Des chercheurs du Centre hospitalier universitaire mère-enfant Sainte-Justine viennent de mettre au jour la cause génétique d'une maladie grave du foie qui affecte les enfants autochtones et peut entraîner la mort. Amorcée il y a plus de 30 ans, cette recherche a mené à la découverte du gène Cirrhin, que les couples «porteurs sains» risquent de transmettre une fois sur quatre à leurs enfants. Moins de la moitié des enfants atteints de la cirrhose amérindienne infantile en 1970 sont encore en vie aujourd'hui.
De la maladie au gène
Au cours des années 70, Andrée Rasquin, gastroentérologue et professeure à la Faculté de médecine de l'Université de Montréal, et ses collègues du service de gastroentérologie pédiatrique ont décelé cette maladie du foie, qui se rencontre uniquement dans certaines communautés autochtones du Québec. Après de nombreuses recherches pour éliminer une cause infectieuse ou toxique, les chercheurs en sont arrivés à la conclusion qu'il devait s'agir d'une maladie héréditaire.

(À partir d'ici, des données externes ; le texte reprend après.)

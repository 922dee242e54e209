//! Build/deploy collaborator.

use std::future::Future;
use std::pin::Pin;

use lsf_core::FunctionComposition;

/// Boxed future returned by [`FunctionBackend`] operations.
pub type BackendFuture<'a, T> = Pin<Box<dyn Future<Output = anyhow::Result<T>> + Send + 'a>>;

/// Turns a composition into a running artifact.
///
/// Implementations are injected into the `Composer`; tests use mocks.
pub trait FunctionBackend: Send + Sync {
    /// Build the composition's artifact. The returned composition carries
    /// the resulting `build` record.
    fn build<'a>(&'a self, composition: &'a FunctionComposition)
    -> BackendFuture<'a, FunctionComposition>;

    /// Roll the built composition out to its deployments.
    fn deploy<'a>(&'a self, composition: &'a FunctionComposition) -> BackendFuture<'a, ()>;
}
//! Task error types.

use std::sync::Arc;

use thiserror::Error;

/// Outcome of a task that did not produce a value.
///
/// `Clone` so one result can be observed by any number of waiters.
#[derive(Debug, Clone, Error)]
pub enum TaskError {
    /// The pool closed before the task ran. Safe to resubmit elsewhere.
    #[error("pool shutting down")]
    ShuttingDown,

    #[error("{0:#}")]
    Failed(Arc<anyhow::Error>),

    #[error("task panicked: {0}")]
    Panicked(String),
}

impl TaskError {
    pub fn is_shutdown(&self) -> bool {
        matches!(self, TaskError::ShuttingDown)
    }
}

impl From<anyhow::Error> for TaskError {
    fn from(err: anyhow::Error) -> Self {
        TaskError::Failed(Arc::new(err))
    }
}

pub type TaskResult<T> = Result<T, TaskError>;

En 1998, un groupe formé des Drs Andrée Rasquin, Éric Drouin, Andrea Richter, chercheuse en génétique moléculaire, et Grant Mitchell, généticien, s'est rendu dans les communautés concernées. Les échantillons de sang permettant l'étude des gènes ont alors été prélevés. Conscients de l'enjeu de cette étude et en dépit de l'éloignement, les enfants malades et les membres de leur famille ont participé de façon remarquable à ces travaux de recherche.
Par la suite, l'équipe a travaillé avec le Dr Thomas J. Hudson, directeur du Centre du génome de Montréal, pour finalement localiser ce gène à 1/6 de 1 % du génome humain. L'étape suivante de la recherche a été réalisée par le Dr Pierre Chagnon, chercheur attaché au laboratoire de la Dre Andrea Richter, qui a découvert dans ce gène, maintenant nommé Cirrhin, un défaut identique chez toutes les personnes atteintes ayant participé à l'étude.
Cette recherche, subventionnée par les Instituts de recherche en santé du Canada, confirme que la cirrhose amérindienne infantile est d'origine génétique. Tous les individus sont porteurs de plusieurs gènes défectueux sans pourtant être malades. Il s'agit de «porteurs sains». Pour qu'une maladie génétique, comme la cirrhose amérindienne infantile, se transmette, il faut que l'enfant reçoive la copie défectueuse du gène de chacun de ses parents.
Pour les couples dont chacun des parents est un porteur sain, le risque d'avoir un enfant atteint de la maladie est de un sur quatre à chaque grossesse. C'est aussi le cas pour d'autres maladies génétiques québécoises plus connues, comme la fibrose kystique, la tyrosinémie, l'acidose lactique du Saguenay et l'ataxie spastique de Charlevoix.
«Dans toutes les régions du Québec, souligne le Dr Mitchell, on trouve des maladies génétiques. Le problème est important pour tous les Québécois. Seule une collaboration étroite entre les communautés concernées et les chercheurs pourra permettre d'élaborer des tests diagnostiques, des programmes de soutien et des traitements efficaces.»
Du gène au dépistage
À partir des recherches effectuées sur la cirrhose amérindienne infantile, un test diagnostique vient d'être mis au point par la Dre Andrea Richter; il est maintenant disponible au laboratoire de diagnostic moléculaire du CHU mère-enfant Sainte-Justine. Ce test permet pour la première fois de distinguer les porteurs sains. Les couples appartenant aux communautés autochtones concernées pourront ainsi connaître leur risque d'avoir un enfant atteint de la maladie et recevoir une information génétique précise. Le test peut être subi en priorité par les femmes enceintes et les enfants susceptibles de souffrir de la maladie.
Parmi les enfants qui ont survécu à l'affection, plusieurs ont subi une transplantation du foie lorsque ce traitement a été offert. «Nous ne possédons pas d'autres traitements, mais la découverte du gène Cirrhin représente une étape cruciale dans ce travail de recherche», concluait récemment la Dre Richter au retour d'une visite dans les communautés touchées par la maladie.